File Operation Security - Principles of File Analysis

This section will explain the relevant content of file parsing in detail, as a section in my column "Web Security Principles and Interpretation of Multiple Defense Methods".

The file analysis involved in this article mainly refers to the file analysis in the WEB field. When accessing a website or a specific page of a website, it is actually requesting access to a certain file from the background of the website, as shown in Figure 1 for the visit to the Baidu homepage:
insert image description here

As shown in Figure 1
, although no specific file name is specified, in website development, the home page often does not need to specify a file name, but in the background, access to index.html and other files is usually routed by default. It can be seen that the background of the website will analyze the files corresponding to the front-end mapping, and some will accept the parameters passed by the front-end and respond on demand. This is the most basic file parsing process.

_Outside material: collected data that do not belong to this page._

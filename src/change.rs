//! Destructive-read change tracking.

/// A dirty bit whose read also clears it.
///
/// Every stateful object in the pipeline owns one. The compositor performs a
/// single top-down pass per frame, so each flag has exactly one reader.
#[derive(Debug, Clone, Copy, Default, PartialEq, Eq)]
pub struct ChangeFlag {
    dirty: bool,
}

impl ChangeFlag {
    /// Create a flag, optionally starting dirty.
    pub fn new(dirty: bool) -> Self {
        Self { dirty }
    }

    /// Mark the owner as changed.
    pub fn set(&mut self) {
        self.dirty = true;
    }

    /// Return the current value and reset it.
    pub fn query(&mut self) -> bool {
        std::mem::take(&mut self.dirty)
    }

    /// Inspect the value without resetting it.
    pub fn peek(&self) -> bool {
        self.dirty
    }
}
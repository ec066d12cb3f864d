use std::time::Duration;

use gpui::{
    AppContext, Application, AsyncWindowContext, Bounds, Timer, WindowBounds, WindowOptions, px,
    size,
};

use gpui_livecanvas::{
    Background, Color, Compositor, CompositorConfig, GpuiCanvasView, Layer, LineStyle,
    MarkerShape, MarkerStyle, Point, PointSeries, Range, Sample, ScreenRect, Shape, Trace,
    TraceStyle, View, Viewport,
};

fn main() {
    Application::new().run(|cx| {
        let options = WindowOptions {
            window_bounds: Some(WindowBounds::Windowed(Bounds::centered(
                None,
                size(px(900.0), px(600.0)),
                cx,
            ))),
            ..Default::default()
        };

        cx.open_window(options, |window, cx| {
            let config = CompositorConfig {
                background: Background::Color(Color::new(0.08, 0.08, 0.1, 1.0)),
                alpha: 0.25,
                size: (900, 600),
                ..CompositorConfig::default()
            };
            let compositor = Compositor::with_config(Layer::new(900, 600), config)
                .expect("valid compositor config");

            let series = PointSeries::shared(4096);
            let style = TraceStyle {
                line: LineStyle {
                    color: Color::new(0.2, 0.8, 0.9, 1.0),
                    width: 2.0,
                },
                ..TraceStyle::default()
            };
            let viewport = Viewport::new(Range::new(0.0, 4096.0), Range::new(-1.2, 1.2));
            let mut view = View::new("sensor", viewport, ScreenRect::from_size(900.0, 600.0));
            view.scene_mut().add(Box::new(Trace::with_style(&series, style)));
            let probe = view.scene_mut().add(Box::new(Shape::marker(
                Point::new(0.0, 0.0),
                MarkerStyle {
                    color: Color::new(0.95, 0.55, 0.2, 1.0),
                    size: 10.0,
                    shape: MarkerShape::Circle,
                },
                20.0,
            )));

            let canvas_view = GpuiCanvasView::new(compositor);
            let shared = canvas_view.compositor();
            let view_id = shared.borrow_mut().add_view(view);
            let view_handle = cx.new(|_| canvas_view);

            let view_for_task = view_handle.clone();
            window
                .spawn(cx, move |cx: &mut AsyncWindowContext| {
                    let mut cx = cx.clone();
                    async move {
                        let mut tick = 0_u64;
                        loop {
                            Timer::after(Duration::from_millis(16)).await;
                            tick += 1;
                            let phase = tick as f64 * 0.05;
                            {
                                let mut series = series.borrow_mut();
                                // Sweep display: start over at the left edge.
                                if !series.is_empty() && series.end_index() % 4096 == 0 {
                                    series.reset();
                                }
                                let x = series.end_index() as f64 % 4096.0;
                                // A new run every 256 samples shows the gap rendering.
                                let run = series.end_index() / 256;
                                series.append(Sample::with_sequence(
                                    Point::new(x, phase.sin()),
                                    run,
                                    0,
                                ));
                            }
                            if let Some(view) = shared.borrow_mut().view_mut(view_id) {
                                let position = Point::new(
                                    2048.0 + 1500.0 * phase.cos(),
                                    0.8 * (phase * 1.7).sin(),
                                );
                                view.scene_mut().update(probe, |shape| {
                                    let _ = shape.set_position(position);
                                });
                            }
                            cx.update(|_, cx| {
                                view_for_task.update(cx, |_, view_cx| view_cx.notify());
                            })
                            .ok();
                        }
                    }
                })
                .detach();

            view_handle
        })
        .unwrap();
    });
}
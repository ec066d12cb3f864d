use gpui::{
    App, BorderStyle, Bounds, ContentMask, Corners, Edges, PathBuilder, Pixels, TextRun, Window,
    font, point, px, quad,
};

use crate::geom::{ScreenPoint, ScreenRect};
use crate::render::{Color, LineStyle, MarkerShape, MarkerStyle, RectStyle, RenderCommand, TextStyle};
use crate::surface::{Layer, LayerEntry};

/// Paint every retained entry of `layer`, offset by `origin`.
pub(crate) fn paint_layer(layer: &Layer, origin: ScreenPoint, window: &mut Window, cx: &mut App) {
    let mut clip_stack: Vec<ContentMask<Pixels>> = Vec::new();
    let entries = layer.entries();
    let mut index = 0;
    while index < entries.len() {
        let entry = &entries[index];
        match &entry.command {
            RenderCommand::ClipRect(rect) => {
                clip_stack.push(ContentMask {
                    bounds: to_bounds(*rect, origin),
                });
            }
            RenderCommand::ClipEnd => {
                clip_stack.pop();
            }
            RenderCommand::Line { style, .. } => {
                // Consecutive segments sharing style and opacity form one path.
                let run = line_run(&entries[index..], *style, entry.opacity);
                with_clip(window, &clip_stack, |window| {
                    paint_lines(window, &entries[index..index + run], origin);
                });
                index += run;
                continue;
            }
            RenderCommand::Marker { point, style } => {
                with_clip(window, &clip_stack, |window| {
                    paint_marker(window, offset(*point, origin), *style, entry.opacity);
                });
            }
            RenderCommand::Rect { rect, style } => {
                with_clip(window, &clip_stack, |window| {
                    paint_rect(window, *rect, origin, *style, entry.opacity);
                });
            }
            RenderCommand::Text {
                position,
                text,
                style,
            } => {
                with_clip(window, &clip_stack, |window| {
                    paint_text(window, cx, offset(*position, origin), text, style, entry.opacity);
                });
            }
            // Layers resolve fills when they are drawn.
            RenderCommand::Fill { .. } => {}
        }
        index += 1;
    }
}

fn line_run(entries: &[LayerEntry], style: LineStyle, opacity: f32) -> usize {
    entries
        .iter()
        .take_while(|entry| {
            entry.opacity == opacity
                && matches!(&entry.command, RenderCommand::Line { style: s, .. } if *s == style)
        })
        .count()
        .max(1)
}

fn paint_lines(window: &mut Window, entries: &[LayerEntry], origin: ScreenPoint) {
    let Some(first) = entries.first() else {
        return;
    };
    let RenderCommand::Line { style, .. } = &first.command else {
        return;
    };
    let width = style.width.max(0.5);
    let mut builder = PathBuilder::stroke(px(width));
    for entry in entries {
        if let RenderCommand::Line { segment, .. } = &entry.command {
            let start = offset(segment.start, origin);
            let end = offset(segment.end, origin);
            builder.move_to(point(px(start.x), px(start.y)));
            builder.line_to(point(px(end.x), px(end.y)));
        }
    }
    if let Ok(path) = builder.build() {
        window.paint_path(path, to_rgba(style.color.faded(first.opacity)));
    }
}

fn paint_marker(window: &mut Window, pt: ScreenPoint, style: MarkerStyle, opacity: f32) {
    let size = style.size.max(2.0);
    let half = size * 0.5;
    let color = to_rgba(style.color.faded(opacity));
    match style.shape {
        MarkerShape::Circle | MarkerShape::Square => {
            let radius = if style.shape == MarkerShape::Circle {
                half
            } else {
                0.0
            };
            let bounds = Bounds::from_corners(
                point(px(pt.x - half), px(pt.y - half)),
                point(px(pt.x + half), px(pt.y + half)),
            );
            window.paint_quad(quad(
                bounds,
                Corners::all(px(radius)),
                color,
                Edges::all(px(0.0)),
                color,
                BorderStyle::default(),
            ));
        }
        MarkerShape::Cross => {
            let mut builder = PathBuilder::stroke(px(1.0));
            builder.move_to(point(px(pt.x - half), px(pt.y)));
            builder.line_to(point(px(pt.x + half), px(pt.y)));
            builder.move_to(point(px(pt.x), px(pt.y - half)));
            builder.line_to(point(px(pt.x), px(pt.y + half)));
            if let Ok(path) = builder.build() {
                window.paint_path(path, color);
            }
        }
    }
}

fn paint_rect(
    window: &mut Window,
    rect: ScreenRect,
    origin: ScreenPoint,
    style: RectStyle,
    opacity: f32,
) {
    window.paint_quad(quad(
        to_bounds(rect, origin),
        Corners::all(px(0.0)),
        to_rgba(style.fill.faded(opacity)),
        Edges::all(px(style.stroke_width)),
        to_rgba(style.stroke.faded(opacity)),
        BorderStyle::default(),
    ));
}

fn paint_text(
    window: &mut Window,
    cx: &mut App,
    position: ScreenPoint,
    text: &str,
    style: &TextStyle,
    opacity: f32,
) {
    if text.is_empty() {
        return;
    }
    let run = TextRun {
        len: text.len(),
        font: font(".SystemUIFont"),
        color: to_hsla(style.color.faded(opacity)),
        background_color: None,
        underline: None,
        strikethrough: None,
    };
    let shaped = window
        .text_system()
        .shape_line(text.to_string().into(), px(style.size), &[run], None);
    let line_height = shaped.ascent + shaped.descent;
    let _ = shaped.paint(point(px(position.x), px(position.y)), line_height, window, cx);
}

fn offset(pt: ScreenPoint, origin: ScreenPoint) -> ScreenPoint {
    ScreenPoint::new(pt.x + origin.x, pt.y + origin.y)
}

fn to_rgba(color: Color) -> gpui::Rgba {
    gpui::Rgba {
        r: color.r,
        g: color.g,
        b: color.b,
        a: color.a,
    }
}

pub(crate) fn to_hsla(color: Color) -> gpui::Hsla {
    gpui::Hsla::from(to_rgba(color))
}

fn to_bounds(rect: ScreenRect, origin: ScreenPoint) -> Bounds<Pixels> {
    let min = offset(rect.min, origin);
    let max = offset(rect.max, origin);
    Bounds::from_corners(point(px(min.x), px(min.y)), point(px(max.x), px(max.y)))
}

fn with_clip(window: &mut Window, stack: &[ContentMask<Pixels>], f: impl FnOnce(&mut Window)) {
    if let Some(mask) = stack.last() {
        window.with_content_mask(Some(mask.clone()), f);
    } else {
        f(window);
    }
}
//! Error types shared across the redraw pipeline.
//!
//! Only recoverable conditions are modeled here. Misuse such as replaying a
//! cursor against a foreign series panics at the call site instead.

use thiserror::Error;

/// Errors raised when validating compositor configuration.
///
/// Setters return these synchronously so the application layer can reject a
/// user preference before committing it.
#[derive(Debug, Clone, PartialEq, Error)]
pub enum ConfigError {
    /// Background alpha must lie in `(0, 1]`.
    #[error("alpha must be in (0, 1], got {0}")]
    AlphaOutOfRange(f32),
    /// Surfaces must have a positive area.
    #[error("invalid surface size {width}x{height}")]
    InvalidSize {
        /// Requested width in pixels.
        width: u32,
        /// Requested height in pixels.
        height: u32,
    },
    /// Trail persistence must be at least one frame.
    #[error("trail persistence must be at least 1")]
    ZeroPersistence,
    /// Background string could not be parsed.
    #[error("invalid background `{0}`: expected `transparent` or `#rrggbb[aa]`")]
    InvalidBackground(String),
}

/// Failure reported by an observer callback.
#[derive(Debug, Clone, PartialEq, Eq, Error)]
#[error("{message}")]
pub struct ObserverError {
    message: String,
}

impl ObserverError {
    /// Create an observer error with a message.
    pub fn new(message: impl Into<String>) -> Self {
        Self {
            message: message.into(),
        }
    }

    /// Access the failure message.
    pub fn message(&self) -> &str {
        &self.message
    }
}

/// Errors raised when repositioning a drawable.
#[derive(Debug, Clone, Copy, PartialEq, Eq, Error)]
pub enum PositionError {
    /// The drawable has a fixed position.
    #[error("drawable cannot be repositioned")]
    Immovable,
}
use serde::Deserialize;

/// Pipeline configuration, supplied out-of-band at construction. Every
/// knob the loader reads lives here; nothing is re-read mid-run.
#[derive(Debug, Clone, Deserialize)]
#[serde(default)]
pub struct LoaderConfig {
    pub store: StoreConfig,
    pub product: ProductConfig,
}

#[derive(Debug, Clone, Deserialize)]
#[serde(default)]
pub struct StoreConfig {
    pub index: String,
    /// Source file: a local path or an http(s) URL.
    pub url: String,
    /// Skip the load once the index holds at least this many documents.
    pub count: u64,
}

#[derive(Debug, Clone, Deserialize)]
#[serde(default)]
pub struct ProductConfig {
    pub index: String,
    pub url: String,
    pub load: ProductLoadConfig,
    pub brewery: BreweryConfig,
    #[serde(rename = "foodPairings")]
    pub food_pairings: FoodPairingsConfig,
}

#[derive(Debug, Clone, Deserialize)]
#[serde(default)]
pub struct ProductLoadConfig {
    pub count: u64,
    /// Optional delay between records, in milliseconds, for throttled
    /// loading against a busy engine.
    pub sleep: Option<u64>,
}

#[derive(Debug, Clone, Deserialize)]
#[serde(default)]
pub struct BreweryConfig {
    /// Suggestion dictionary that receives brewery names.
    pub index: String,
}

#[derive(Debug, Clone, Deserialize)]
#[serde(default)]
pub struct FoodPairingsConfig {
    /// Suggestion dictionary that receives food-pairing phrases.
    pub index: String,
    /// Only the top-N pairing groups by product count are mined for
    /// phrases.
    pub limit: usize,
}

impl Default for LoaderConfig {
    fn default() -> Self {
        Self {
            store: StoreConfig::default(),
            product: ProductConfig::default(),
        }
    }
}

impl Default for StoreConfig {
    fn default() -> Self {
        Self {
            index: "stores".to_string(),
            url: "data/stores.csv".to_string(),
            count: 1,
        }
    }
}

impl Default for ProductConfig {
    fn default() -> Self {
        Self {
            index: "products".to_string(),
            url: "data/products.csv".to_string(),
            load: ProductLoadConfig::default(),
            brewery: BreweryConfig::default(),
            food_pairings: FoodPairingsConfig::default(),
        }
    }
}

impl Default for ProductLoadConfig {
    fn default() -> Self {
        Self {
            count: 1,
            sleep: None,
        }
    }
}

impl Default for BreweryConfig {
    fn default() -> Self {
        Self {
            index: "breweries".to_string(),
        }
    }
}

impl Default for FoodPairingsConfig {
    fn default() -> Self {
        Self {
            index: "foodPairings".to_string(),
            limit: 50,
        }
    }
}
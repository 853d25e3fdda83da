use chrono::{DateTime, Utc};
use serde::{Deserialize, Serialize};
use std::collections::HashMap;
use std::fmt;

/// A navigation facet derived from the product index. The name is whatever
/// the aggregation returned for the group; a group can legitimately carry
/// no name, and ordering puts those entries last.
#[derive(Debug, Clone, Serialize, Deserialize, PartialEq, Eq)]
pub struct Category {
    pub id: String,
    pub name: Option<String>,
}

#[derive(Debug, Clone, Serialize, Deserialize, PartialEq, Eq)]
pub struct Style {
    pub id: String,
    pub name: Option<String>,
}

/// Payload attached to a brewery autocomplete entry, serialized to JSON
/// before it is handed to the suggestion dictionary.
#[derive(Debug, Clone, Serialize, Deserialize, PartialEq, Eq)]
pub struct BrewerySuggestionPayload {
    pub id: Option<String>,
    pub icon: Option<String>,
}

/// Category and per-category style lists, rebuilt in full every run.
/// Returned as a value from the load so whichever component serves read
/// traffic owns it outright.
#[derive(Debug, Clone, Default, Serialize, Deserialize)]
pub struct FacetCatalog {
    pub categories: Vec<Category>,
    pub styles: HashMap<String, Vec<Style>>,
}

#[derive(Debug, Clone, Copy, PartialEq, Eq)]
pub enum Stage {
    Stores,
    Products,
    Breweries,
    CategoriesStyles,
    FoodPairings,
}

impl fmt::Display for Stage {
    fn fmt(&self, f: &mut fmt::Formatter<'_>) -> fmt::Result {
        let name = match self {
            Stage::Stores => "stores",
            Stage::Products => "products",
            Stage::Breweries => "breweries",
            Stage::CategoriesStyles => "categories-styles",
            Stage::FoodPairings => "food-pairings",
        };
        f.write_str(name)
    }
}

/// What happened to a stage: left alone because the target already held
/// enough entries, or rebuilt with the given number written.
#[derive(Debug, Clone, Copy, PartialEq, Eq)]
pub enum StageOutcome {
    Skipped { existing: u64 },
    Loaded { written: u64 },
}

#[derive(Debug, Clone)]
pub struct LoadReport {
    pub started_at: DateTime<Utc>,
    pub finished_at: DateTime<Utc>,
    pub stages: Vec<(Stage, StageOutcome)>,
    pub facets: FacetCatalog,
}

#[derive(Debug, Clone, Copy, PartialEq, Eq)]
pub enum SortOrder {
    Asc,
    Desc,
}

#[derive(Debug, Clone)]
pub struct SortBy {
    pub property: String,
    pub order: SortOrder,
}

/// A server-side aggregation over an index: group-by with a
/// distinct-count reducer, then optional sort and limit stages. Plain
/// data; the engine client translates it into the wire command.
#[derive(Debug, Clone)]
pub struct AggregateRequest {
    pub filter: String,
    pub load: Vec<String>,
    pub group_by: Vec<String>,
    pub count_distinct: String,
    pub count_alias: String,
    pub sort: Option<SortBy>,
    pub limit: Option<usize>,
}

/// One aggregation group, as field name to value. Fields the engine
/// returned as null are absent from the map.
pub type AggregateRow = HashMap<String, String>;

impl AggregateRequest {
    /// Group documents matching `filter` by `group_by`, counting distinct
    /// values of `count_distinct` into the `count` alias.
    pub fn grouped(filter: impl Into<String>, group_by: &[&str], count_distinct: &str) -> Self {
        Self {
            filter: filter.into(),
            load: Vec::new(),
            group_by: group_by.iter().map(|p| p.to_string()).collect(),
            count_distinct: count_distinct.to_string(),
            count_alias: crate::schema::fields::COUNT.to_string(),
            sort: None,
            limit: None,
        }
    }

    pub fn load(mut self, properties: &[&str]) -> Self {
        self.load = properties.iter().map(|p| p.to_string()).collect();
        self
    }

    pub fn sorted(mut self, property: &str, order: SortOrder) -> Self {
        self.sort = Some(SortBy {
            property: property.to_string(),
            order,
        });
        self
    }

    pub fn limited(mut self, limit: usize) -> Self {
        self.limit = Some(limit);
        self
    }
}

The principle of loopholes in file parsing

The definition of file parsing vulnerabilities often refers to the design and implementation defects that exist in the WEB background in the file parsing process. In layman's terms, non-script files are accidentally parsed according to the syntax of the script. In modern web software development, file parsing is a function of WEB servers, so file parsing vulnerabilities are often concentrated in some WEB servers, including apache, nginx, and Microsoft IIS. These popular WEB servers in history have had multiple file parsing vulnerabilities, as follows:

For the apache server, apache
once parsed 1.php.xxx according to the php syntax. The main reason is that the apache parsing strategy is from right to left. Unrecognized suffixes will be ignored and the next suffix will be searched.

For Nginx,
the 1.jpg%00.php file was once parsed as Php for the Nginx server. At first glance, there seems to be no problem, but when looking for the file, %00 is the value of 0 in ASCII, which will truncate the file name, so the final parsed file is 1.jpg.

IIS
For the IIS server, the files in the .php folder have been parsed as Php. There have also been 1.asp;.xxx parsed as asp, the main reason is that IIS does not parse the content after the semicolon.

Think about the causes of the above-mentioned vulnerabilities, most of them are due to the design flaws of programmers, such as the wrong method of taking file suffixes. Some of the above vulnerabilities are assigned CVE numbers, while others are not. For vulnerabilities without assigned CVE, many problems will be ignored, which means that the corresponding assets are at risk.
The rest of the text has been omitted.